When we read of the butterflies of South America whose wings measure twelve inches across from tip to tip, of earthworms in Australia from two to three feet long, of fossil lizards2 eighty feet long, weighing twenty tons when alive: or of some vast enlargement in modern civilization which we must grasp and use if we would do our function in the world, as of sixty thousand new books published each year, of London as a city twenty miles in diameter, of various extensions and fluctuations of commerce, life and thought, to grasp these is not only easy but an exhilaration.

Almost every intelligent person has heard that when the earth is moving most slowly, its velocity is eighteen miles a second. Yet to truly realize this requires much stretching of the ordinary mind. Let one think of some familiar part of a railroad route, eighteen miles long, of the villages and principal objects of interest along the track, then with the finger on the pulse and while the pulse beats once, let the mind flash past all these objects spread out along this space of eighteen miles. In

this way by repeated effort some realization of planetary velocity may be arrived at. Perhaps the mind can go on developing thus and stretch itself to some conception of the velocity of light. Let one conceive of mirrors placed round the earth's equator, so that light will flash from one to the next and so on round the world.

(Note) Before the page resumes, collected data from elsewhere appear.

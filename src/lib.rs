//! boardstack: a local-first deployment control plane for a kanban board stack.
//!
//! boardstack owns the parts of the deployment that are data rather than
//! engines: the relational model of the board app, the service descriptor,
//! the reverse-proxy routes, and the checks that prove data survives a
//! restart. PostgreSQL, Redis, Qdrant, Nginx and Compose stay opaque; they are
//! configured and driven through their own CLIs.
//!
//! # Architecture
//!
//! ## Project and store
//!
//! - **Project** (`boardstack.toml`): the descriptor, found by walking up from
//!   the working directory. `.env` next to it feeds `${VAR}` substitution.
//! - **Store** (`<project>/.boardstack/data/`, or `BOARDSTACK_STORE`): the
//!   local SQLite rendering of the board schema, the file-backed cache, and
//!   the broker audit log.
//!
//! ## The thin waist
//!
//! All store access routes through `DbBroker`: calls are serialized
//! in-process and each one appends a line to `broker.events.jsonl`.
//!
//! ## Plugins
//!
//! - `board`: users, boards, lists, cards, memberships, assignments
//! - `compose`: descriptor validation, start order, Compose rendering, `stack` commands
//! - `proxy`: Nginx routing and optional TLS
//! - `health`: probe state machine and status summaries
//! - `smoke`: persistence smoke test against Docker or the local store
//! - `seed`: deterministic development data
//! - `backup`: hashed snapshots of the store
//!
//! # Examples
//!
//! ```bash
//! boardstack init
//! boardstack stack validate
//! boardstack stack up
//! boardstack smoke --target local --settle 0
//! boardstack backup create
//! ```

pub mod core;
pub mod plugins;

use core::{broker, config, db, error, schemas, store::Store, time};
use plugins::{backup, board, compose, seed, smoke};

use clap::{Parser, Subcommand, ValueEnum};
use colored::Colorize;
use serde_json::json;
use std::path::PathBuf;

#[derive(Parser, Debug)]
#[clap(
    name = "boardstack",
    version = env!("CARGO_PKG_VERSION"),
    about = "Deployment control plane for the board stack"
)]
struct Cli {
    #[clap(subcommand)]
    command: Command,
}

#[derive(Subcommand, Debug)]
enum Command {
    /// Write boardstack.toml and .env.example, then initialize the store
    #[clap(name = "init")]
    Init {
        /// Directory to initialize (defaults to the current directory).
        dir: Option<PathBuf>,
        /// Overwrite existing descriptor files.
        #[clap(long)]
        force: bool,
    },

    /// Apply, render, or inspect the board schema
    #[clap(name = "schema")]
    Schema(SchemaCli),

    /// Work with users, boards, lists and cards in the local store
    #[clap(name = "board", visible_alias = "b")]
    Board(board::BoardCli),

    /// Validate, render, and operate the service stack
    #[clap(name = "stack", visible_alias = "s")]
    Stack(compose::StackCli),

    /// Verify that data survives a restart of the backing services
    #[clap(name = "smoke")]
    Smoke(smoke::SmokeCli),

    /// Populate the local store with development data
    #[clap(name = "seed")]
    Seed(seed::SeedCli),

    /// Snapshot and restore the local store
    #[clap(name = "backup")]
    Backup(backup::BackupCli),

    /// Show the audit log of brokered store operations
    #[clap(name = "audit")]
    Audit {
        /// Only the last N events.
        #[clap(long)]
        tail: Option<usize>,
    },

    /// Show version information
    #[clap(name = "version")]
    Version,
}

#[derive(clap::Args, Debug)]
struct SchemaCli {
    #[clap(subcommand)]
    command: SchemaCommand,
}

#[derive(Copy, Clone, Debug, Eq, PartialEq, ValueEnum)]
enum Dialect {
    Sqlite,
    Postgres,
}

#[derive(Subcommand, Debug)]
enum SchemaCommand {
    /// Create the schema in the local store (no-op when already applied).
    Apply,
    /// Print the schema DDL.
    Render {
        #[clap(long, value_enum, default_value = "postgres")]
        dialect: Dialect,
    },
    /// Report tables, indexes and triggers present in the local store.
    Inspect,
}

fn project_root() -> Result<PathBuf, error::BoardstackError> {
    let current_dir = std::env::current_dir()?;
    config::find_project_root(&current_dir)
}

pub fn run() -> Result<(), error::BoardstackError> {
    let cli = Cli::parse();

    match cli.command {
        Command::Version => {
            println!("v{}", env!("CARGO_PKG_VERSION"));
            Ok(())
        }
        Command::Init { dir, force } => {
            let target = match dir {
                Some(d) => d,
                None => std::env::current_dir()?,
            };
            let written = config::write_default_config(&target, force)?;
            let store = Store::for_project(&target);
            db::initialize_board_db(&store.root)?;

            for path in &written {
                eprintln!("{} {}", "wrote".green().bold(), path.display());
            }
            if written.is_empty() {
                eprintln!(
                    "{} descriptor already present (use --force to overwrite)",
                    "kept".yellow().bold()
                );
            }
            let out = time::command_envelope(
                "init",
                "ok",
                json!({ "project": target, "written": written, "store": store.root }),
            );
            println!("{}", serde_json::to_string_pretty(&out)?);
            Ok(())
        }
        Command::Schema(schema_cli) => match schema_cli.command {
            SchemaCommand::Render { dialect } => {
                match dialect {
                    Dialect::Postgres => print!("{}", schemas::POSTGRES_INIT_SQL),
                    Dialect::Sqlite => print!("{}", schemas::sqlite_schema()),
                }
                Ok(())
            }
            SchemaCommand::Apply => {
                let store = Store::for_project(&project_root()?);
                db::initialize_board_db(&store.root)?;
                let out = time::command_envelope(
                    "schema.apply",
                    "ok",
                    json!({ "db": store.board_db(), "version": schemas::BOARD_SCHEMA_VERSION }),
                );
                println!("{}", serde_json::to_string_pretty(&out)?);
                Ok(())
            }
            SchemaCommand::Inspect => {
                let store = Store::for_project(&project_root()?);
                let counts = broker::DbBroker::new(&store.root).with_conn(
                    &store.board_db(),
                    "boardstack",
                    "schema.inspect",
                    db::inspect_schema,
                )?;
                let out = time::command_envelope(
                    "schema.inspect",
                    "ok",
                    json!({
                        "schema": counts,
                        "postgres_trigger_objects": schemas::postgres_trigger_objects(),
                    }),
                );
                println!("{}", serde_json::to_string_pretty(&out)?);
                Ok(())
            }
        },
        Command::Board(board_cli) => {
            let store = Store::for_project(&project_root()?);
            board::run_board_cli(&store, board_cli)
        }
        Command::Stack(stack_cli) => {
            let project = config::Project::load(&project_root()?)?;
            compose::run_stack_cli(&project, stack_cli)
        }
        Command::Smoke(smoke_cli) => {
            let project = config::Project::load(&project_root()?)?;
            let store = Store::for_project(&project.root);
            smoke::run_smoke_cli(&project, &store, smoke_cli)
        }
        Command::Seed(seed_cli) => {
            let store = Store::for_project(&project_root()?);
            seed::run_seed_cli(&store, seed_cli)
        }
        Command::Backup(backup_cli) => {
            let project = config::Project::load(&project_root()?)?;
            let store = Store::for_project(&project.root);
            backup::run_backup_cli(&project, &store, backup_cli)
        }
        Command::Audit { tail } => {
            let store = Store::for_project(&project_root()?);
            let mut events = broker::read_audit_log(&store.root)?;
            if let Some(n) = tail {
                let skip = events.len().saturating_sub(n);
                events.drain(..skip);
            }
            let out = time::command_envelope("audit", "ok", json!({ "events": events }));
            println!("{}", serde_json::to_string_pretty(&out)?);
            Ok(())
        }
    }
}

Then as we stand by its track with finger on the pulse, while the pulse beats once, the ray flashes past us eight times, and in each of the seven intervals we know that it has flashed once round the world, and if we can flash with it we realize its motion. Then to realize all lesser velocities, that of sound and rifle balls and nerve action, and far more valuable than all, that of news and thought and love, the million fold flashings of life the world over, becomes an easy pleasure.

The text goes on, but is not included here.